Wrox Programmer Forums
Go Back   Wrox Programmer Forums > XML > XSLT
|
XSLT General questions and answers about XSLT. For issues strictly specific to the book XSLT 1.1 Programmers Reference, please post to that forum instead.
Welcome to the p2p.wrox.com Forums.

You are currently viewing the XSLT section of the Wrox Programmer to Programmer discussions. This is a community of software programmers and website developers including Wrox book authors and readers.
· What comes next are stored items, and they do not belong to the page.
// src/noise.rs
//! Social-media chrome filter. Runs on raw OCR text *before* normalization so the
//! engagement counters ("1.1M", "356K", "10,2 k") still have their literal shape.

use once_cell::sync::Lazy;
use regex::Regex;

/// One to three digits, optional decimal part, optional space, then `k` or `m`.
static ENGAGEMENT_COUNT: Lazy<Regex> = Lazy::new(|| {
    Regex::new(r"(?i)^\d{1,3}(?:[.,]\d{1,2})?\s*[km]$").expect("engagement count regex")
});

/// Characters stripped from both ends of each word before the checks.
const EDGE_PUNCT: &[char] = &['.', ',', '!', '?', ';', ':'];

/// Drops UI vocabulary ("follow", "like", "instagram", …) and engagement counters.
///
/// Vocabulary matching is substring containment, not whole-word: "followers"
/// is dropped because it contains "follow".
#[derive(Debug, Clone, Default)]
pub struct NoiseFilter {
    vocabulary: Vec<String>,
}

impl NoiseFilter {
    pub fn new<I, S>(vocabulary: I) -> Self
    where
        I: IntoIterator<Item = S>,
        S: AsRef<str>,
    {
        let mut vocabulary: Vec<String> = vocabulary
            .into_iter()
            .map(|s| s.as_ref().trim().to_lowercase())
            // an empty entry would be a substring of every word
            .filter(|s| !s.is_empty())
            .collect();
        vocabulary.dedup();
        Self { vocabulary }
    }

    pub fn vocabulary(&self) -> &[String] {
        &self.vocabulary
    }

    /// True when `word` would be removed by [`NoiseFilter::filter`].
    pub fn is_noise(&self, word: &str) -> bool {
        let cleaned = word.trim_matches(EDGE_PUNCT).to_lowercase();
        if self.vocabulary.iter().any(|ui| cleaned.contains(ui.as_str())) {
            return true;
        }
        is_engagement_count(&cleaned)
    }

    /// Keep the surviving words (in their original form and order), joined by
    /// single spaces.
    pub fn filter(&self, raw_text: &str) -> String {
        raw_text
            .split_whitespace()
            .filter(|w| !self.is_noise(w))
            .collect::<Vec<_>>()
            .join(" ")
    }
}

/// "1.1M", "356K", "10,2k", "28 k" (a single whitespace-delimited word never
/// carries the inner space, but the pattern allows it).
pub fn is_engagement_count(word: &str) -> bool {
    ENGAGEMENT_COUNT.is_match(word)
}

/// Free-function form for callers holding only a vocabulary slice.
pub fn filter_ui_noise(raw_text: &str, vocabulary: &[String]) -> String {
    NoiseFilter::new(vocabulary).filter(raw_text)
}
New member registration was closed in 2019. New posts were shut off and the site was archived into this static format as of October 1, 2020. If you require technical support for a Wrox book please contact http://hub.wiley.com
 
Old July 7th, 2008, 11:45 AM
Authorized User
 
Join Date: Jul 2008
Posts: 11
Thanks: 0
Thanked 0 Times in 0 Posts
Default separate a string with whitespace

hi,everyone,
i spent days with this problem. i want to split a string like "lessThan" into "less than".within a string there is one or more upper case,what to do is adding a whitespace before every upper case,and translate it to lower case.for latter it is easy .can anybody help me? thanks.

 
Old July 7th, 2008, 11:49 AM
samjudson's Avatar
Friend of Wrox
 
Join Date: Aug 2007
Posts: 2,128
Thanks: 1
Thanked 189 Times in 188 Posts
Default

In XSLT 2.0 you can use the <xsl:analyze-string> instruction. Otherwise you will likely have to write a recursive template and using the substring() function.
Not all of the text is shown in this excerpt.